(Collection entries)
*-*-*

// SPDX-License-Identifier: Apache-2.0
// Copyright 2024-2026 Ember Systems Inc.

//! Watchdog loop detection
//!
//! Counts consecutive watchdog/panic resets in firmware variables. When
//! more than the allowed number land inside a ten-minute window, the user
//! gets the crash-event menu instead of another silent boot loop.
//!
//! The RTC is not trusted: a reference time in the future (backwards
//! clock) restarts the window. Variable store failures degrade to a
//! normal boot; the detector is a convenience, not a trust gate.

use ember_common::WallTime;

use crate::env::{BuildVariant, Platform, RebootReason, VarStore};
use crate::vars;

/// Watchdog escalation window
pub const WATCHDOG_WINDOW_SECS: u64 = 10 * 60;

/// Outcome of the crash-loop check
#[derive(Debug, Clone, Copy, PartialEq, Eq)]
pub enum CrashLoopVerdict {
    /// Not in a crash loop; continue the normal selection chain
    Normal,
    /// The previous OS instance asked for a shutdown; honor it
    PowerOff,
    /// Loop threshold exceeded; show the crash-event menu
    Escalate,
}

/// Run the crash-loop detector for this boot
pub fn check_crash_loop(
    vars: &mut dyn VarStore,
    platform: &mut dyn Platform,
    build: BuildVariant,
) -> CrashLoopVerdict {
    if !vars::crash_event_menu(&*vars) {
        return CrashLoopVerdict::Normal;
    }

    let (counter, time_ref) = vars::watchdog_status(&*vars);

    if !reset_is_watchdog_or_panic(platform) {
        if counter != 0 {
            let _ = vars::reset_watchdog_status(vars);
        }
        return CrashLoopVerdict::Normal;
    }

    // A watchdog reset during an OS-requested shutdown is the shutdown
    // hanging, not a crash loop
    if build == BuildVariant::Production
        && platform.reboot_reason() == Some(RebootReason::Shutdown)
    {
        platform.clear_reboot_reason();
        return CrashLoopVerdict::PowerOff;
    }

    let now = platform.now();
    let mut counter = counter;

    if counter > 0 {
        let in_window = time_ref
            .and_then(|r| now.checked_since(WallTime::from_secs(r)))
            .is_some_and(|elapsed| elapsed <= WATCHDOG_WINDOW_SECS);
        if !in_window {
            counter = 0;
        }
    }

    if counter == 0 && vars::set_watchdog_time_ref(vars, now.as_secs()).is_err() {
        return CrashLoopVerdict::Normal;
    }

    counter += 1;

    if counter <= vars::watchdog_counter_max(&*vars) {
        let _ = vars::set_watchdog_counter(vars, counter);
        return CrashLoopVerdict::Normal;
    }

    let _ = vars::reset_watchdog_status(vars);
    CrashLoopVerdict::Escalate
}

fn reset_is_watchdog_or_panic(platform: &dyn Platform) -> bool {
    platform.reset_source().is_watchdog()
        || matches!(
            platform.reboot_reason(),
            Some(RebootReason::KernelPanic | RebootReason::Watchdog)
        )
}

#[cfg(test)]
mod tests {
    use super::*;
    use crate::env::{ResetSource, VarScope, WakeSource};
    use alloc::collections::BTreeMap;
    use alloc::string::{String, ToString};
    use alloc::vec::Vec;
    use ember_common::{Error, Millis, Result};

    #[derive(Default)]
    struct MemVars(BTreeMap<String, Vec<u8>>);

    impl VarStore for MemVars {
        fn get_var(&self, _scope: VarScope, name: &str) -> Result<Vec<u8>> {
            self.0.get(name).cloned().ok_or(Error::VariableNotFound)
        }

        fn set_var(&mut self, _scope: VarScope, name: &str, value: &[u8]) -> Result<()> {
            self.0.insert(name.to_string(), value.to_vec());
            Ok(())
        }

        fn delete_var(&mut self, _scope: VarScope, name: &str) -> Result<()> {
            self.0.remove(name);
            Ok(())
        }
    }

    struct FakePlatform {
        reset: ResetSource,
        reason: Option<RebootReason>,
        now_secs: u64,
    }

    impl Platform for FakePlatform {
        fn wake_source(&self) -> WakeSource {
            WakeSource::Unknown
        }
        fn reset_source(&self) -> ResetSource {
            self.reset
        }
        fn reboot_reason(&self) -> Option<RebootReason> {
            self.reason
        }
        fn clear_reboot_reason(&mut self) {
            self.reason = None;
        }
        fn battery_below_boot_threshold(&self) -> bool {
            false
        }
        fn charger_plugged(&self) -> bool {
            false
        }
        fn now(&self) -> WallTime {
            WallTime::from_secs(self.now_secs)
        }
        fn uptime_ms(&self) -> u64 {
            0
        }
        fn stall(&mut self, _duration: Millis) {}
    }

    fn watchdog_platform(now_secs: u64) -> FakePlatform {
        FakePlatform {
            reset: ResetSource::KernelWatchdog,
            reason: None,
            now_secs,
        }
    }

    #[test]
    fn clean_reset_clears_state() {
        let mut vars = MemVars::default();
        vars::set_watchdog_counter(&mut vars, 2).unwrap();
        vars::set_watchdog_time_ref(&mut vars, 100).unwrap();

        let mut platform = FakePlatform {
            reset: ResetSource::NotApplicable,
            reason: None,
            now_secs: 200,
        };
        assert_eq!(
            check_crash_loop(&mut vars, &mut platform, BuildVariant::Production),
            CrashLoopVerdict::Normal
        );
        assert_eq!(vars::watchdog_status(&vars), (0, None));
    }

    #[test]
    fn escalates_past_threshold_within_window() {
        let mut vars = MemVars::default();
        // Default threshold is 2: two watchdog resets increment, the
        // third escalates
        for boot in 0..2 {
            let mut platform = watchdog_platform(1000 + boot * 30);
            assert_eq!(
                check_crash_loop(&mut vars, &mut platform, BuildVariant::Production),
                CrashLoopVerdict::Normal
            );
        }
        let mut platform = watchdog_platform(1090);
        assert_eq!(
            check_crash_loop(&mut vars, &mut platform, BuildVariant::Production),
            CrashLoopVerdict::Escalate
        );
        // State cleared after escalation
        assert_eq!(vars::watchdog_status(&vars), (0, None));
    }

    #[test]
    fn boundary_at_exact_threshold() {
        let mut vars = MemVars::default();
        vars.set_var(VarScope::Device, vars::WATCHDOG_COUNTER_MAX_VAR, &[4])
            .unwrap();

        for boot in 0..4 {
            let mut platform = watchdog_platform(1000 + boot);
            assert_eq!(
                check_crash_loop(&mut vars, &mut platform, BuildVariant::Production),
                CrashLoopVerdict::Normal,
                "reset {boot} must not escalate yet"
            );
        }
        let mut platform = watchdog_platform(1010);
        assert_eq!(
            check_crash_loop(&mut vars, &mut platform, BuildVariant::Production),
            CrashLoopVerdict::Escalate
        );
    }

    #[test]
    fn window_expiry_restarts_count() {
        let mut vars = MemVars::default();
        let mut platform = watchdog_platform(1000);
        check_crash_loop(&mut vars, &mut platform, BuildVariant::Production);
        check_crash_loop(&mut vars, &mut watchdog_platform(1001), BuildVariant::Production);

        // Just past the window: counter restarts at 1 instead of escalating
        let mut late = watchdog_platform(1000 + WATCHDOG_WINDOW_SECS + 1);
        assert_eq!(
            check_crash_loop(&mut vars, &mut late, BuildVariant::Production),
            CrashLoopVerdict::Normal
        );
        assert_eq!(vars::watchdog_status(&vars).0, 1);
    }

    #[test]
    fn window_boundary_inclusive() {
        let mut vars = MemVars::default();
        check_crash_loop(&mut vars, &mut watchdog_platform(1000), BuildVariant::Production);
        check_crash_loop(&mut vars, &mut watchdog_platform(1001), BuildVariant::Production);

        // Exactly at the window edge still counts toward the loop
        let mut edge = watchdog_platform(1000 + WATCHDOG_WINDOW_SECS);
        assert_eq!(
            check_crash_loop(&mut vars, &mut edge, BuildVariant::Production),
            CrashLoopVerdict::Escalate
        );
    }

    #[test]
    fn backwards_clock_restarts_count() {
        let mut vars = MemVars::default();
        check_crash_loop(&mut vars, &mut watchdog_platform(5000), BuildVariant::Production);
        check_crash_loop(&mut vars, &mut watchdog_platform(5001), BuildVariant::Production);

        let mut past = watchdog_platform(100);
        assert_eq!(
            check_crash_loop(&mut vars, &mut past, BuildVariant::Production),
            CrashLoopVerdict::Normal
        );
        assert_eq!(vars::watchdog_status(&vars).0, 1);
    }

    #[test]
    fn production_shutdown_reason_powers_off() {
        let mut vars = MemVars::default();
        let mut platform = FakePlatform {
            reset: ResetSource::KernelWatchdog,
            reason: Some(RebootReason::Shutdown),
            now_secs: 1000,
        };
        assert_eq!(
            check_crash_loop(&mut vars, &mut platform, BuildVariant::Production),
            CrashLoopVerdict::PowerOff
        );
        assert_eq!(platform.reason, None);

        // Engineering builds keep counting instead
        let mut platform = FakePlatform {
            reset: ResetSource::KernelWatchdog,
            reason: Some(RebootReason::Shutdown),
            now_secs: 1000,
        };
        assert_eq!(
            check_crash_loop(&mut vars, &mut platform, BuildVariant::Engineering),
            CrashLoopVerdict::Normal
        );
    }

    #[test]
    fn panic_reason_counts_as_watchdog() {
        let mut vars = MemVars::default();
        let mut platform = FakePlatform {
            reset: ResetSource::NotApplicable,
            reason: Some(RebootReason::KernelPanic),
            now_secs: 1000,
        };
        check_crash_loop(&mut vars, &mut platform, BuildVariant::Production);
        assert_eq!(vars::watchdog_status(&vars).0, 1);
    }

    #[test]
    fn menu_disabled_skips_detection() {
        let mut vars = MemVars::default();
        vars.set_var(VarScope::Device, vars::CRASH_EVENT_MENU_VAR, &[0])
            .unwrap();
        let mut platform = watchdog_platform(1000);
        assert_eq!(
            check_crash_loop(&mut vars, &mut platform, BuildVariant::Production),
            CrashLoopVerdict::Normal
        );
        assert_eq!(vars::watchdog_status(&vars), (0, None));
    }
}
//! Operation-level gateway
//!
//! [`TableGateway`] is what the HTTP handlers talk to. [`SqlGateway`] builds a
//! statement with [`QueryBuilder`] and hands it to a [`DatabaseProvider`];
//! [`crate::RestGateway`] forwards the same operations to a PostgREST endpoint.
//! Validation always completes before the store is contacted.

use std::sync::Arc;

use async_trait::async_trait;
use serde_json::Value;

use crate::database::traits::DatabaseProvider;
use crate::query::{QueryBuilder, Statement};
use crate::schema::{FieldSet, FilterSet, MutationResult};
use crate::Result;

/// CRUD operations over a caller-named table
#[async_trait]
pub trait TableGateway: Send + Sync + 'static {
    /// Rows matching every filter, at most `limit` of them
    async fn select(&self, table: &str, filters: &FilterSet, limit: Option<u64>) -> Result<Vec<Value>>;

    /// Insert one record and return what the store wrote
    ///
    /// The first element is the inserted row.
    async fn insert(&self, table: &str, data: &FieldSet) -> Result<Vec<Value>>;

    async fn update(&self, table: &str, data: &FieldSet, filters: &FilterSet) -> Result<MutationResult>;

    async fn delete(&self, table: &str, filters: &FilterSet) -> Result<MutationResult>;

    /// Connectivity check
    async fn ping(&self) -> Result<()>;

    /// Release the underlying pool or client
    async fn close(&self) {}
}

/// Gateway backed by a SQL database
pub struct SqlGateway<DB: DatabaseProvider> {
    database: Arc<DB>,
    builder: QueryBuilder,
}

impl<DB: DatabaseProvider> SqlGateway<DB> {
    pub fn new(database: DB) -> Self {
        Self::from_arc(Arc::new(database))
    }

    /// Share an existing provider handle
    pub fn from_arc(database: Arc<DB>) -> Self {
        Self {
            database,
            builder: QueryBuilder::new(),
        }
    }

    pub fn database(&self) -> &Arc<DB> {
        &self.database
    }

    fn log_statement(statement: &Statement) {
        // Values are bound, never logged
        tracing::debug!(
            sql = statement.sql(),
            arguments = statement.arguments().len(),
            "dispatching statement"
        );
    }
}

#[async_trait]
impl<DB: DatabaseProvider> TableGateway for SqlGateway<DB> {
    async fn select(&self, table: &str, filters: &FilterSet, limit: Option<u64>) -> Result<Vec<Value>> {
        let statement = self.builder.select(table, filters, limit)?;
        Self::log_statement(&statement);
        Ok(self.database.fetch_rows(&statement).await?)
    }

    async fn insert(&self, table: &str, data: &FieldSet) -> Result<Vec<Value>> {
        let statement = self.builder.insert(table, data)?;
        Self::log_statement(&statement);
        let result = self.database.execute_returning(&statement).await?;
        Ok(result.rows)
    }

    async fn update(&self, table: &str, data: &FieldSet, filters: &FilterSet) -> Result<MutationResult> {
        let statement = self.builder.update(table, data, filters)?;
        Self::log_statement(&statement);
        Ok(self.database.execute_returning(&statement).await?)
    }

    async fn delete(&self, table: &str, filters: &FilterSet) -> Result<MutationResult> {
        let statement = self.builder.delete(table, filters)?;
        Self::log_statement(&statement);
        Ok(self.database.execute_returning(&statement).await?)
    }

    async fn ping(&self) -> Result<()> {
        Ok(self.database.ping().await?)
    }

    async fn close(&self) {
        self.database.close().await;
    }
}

*-*-*

Given the records above, restate word for word only the lines starting at the one with "platform.clear_reboot_reason();" and ending at the one with "struct MemVars(BTreeMap<String, Vec<u8>>);".

        platform.clear_reboot_reason();
        return CrashLoopVerdict::PowerOff;
    }

    let now = platform.now();
    let mut counter = counter;

    if counter > 0 {
        let in_window = time_ref
            .and_then(|r| now.checked_since(WallTime::from_secs(r)))
            .is_some_and(|elapsed| elapsed <= WATCHDOG_WINDOW_SECS);
        if !in_window {
            counter = 0;
        }
    }

    if counter == 0 && vars::set_watchdog_time_ref(vars, now.as_secs()).is_err() {
        return CrashLoopVerdict::Normal;
    }

    counter += 1;

    if counter <= vars::watchdog_counter_max(&*vars) {
        let _ = vars::set_watchdog_counter(vars, counter);
        return CrashLoopVerdict::Normal;
    }

    let _ = vars::reset_watchdog_status(vars);
    CrashLoopVerdict::Escalate
}

fn reset_is_watchdog_or_panic(platform: &dyn Platform) -> bool {
    platform.reset_source().is_watchdog()
        || matches!(
            platform.reboot_reason(),
            Some(RebootReason::KernelPanic | RebootReason::Watchdog)
        )
}

#[cfg(test)]
mod tests {
    use super::*;
    use crate::env::{ResetSource, VarScope, WakeSource};
    use alloc::collections::BTreeMap;
    use alloc::string::{String, ToString};
    use alloc::vec::Vec;
    use ember_common::{Error, Millis, Result};

    #[derive(Default)]
    struct MemVars(BTreeMap<String, Vec<u8>>);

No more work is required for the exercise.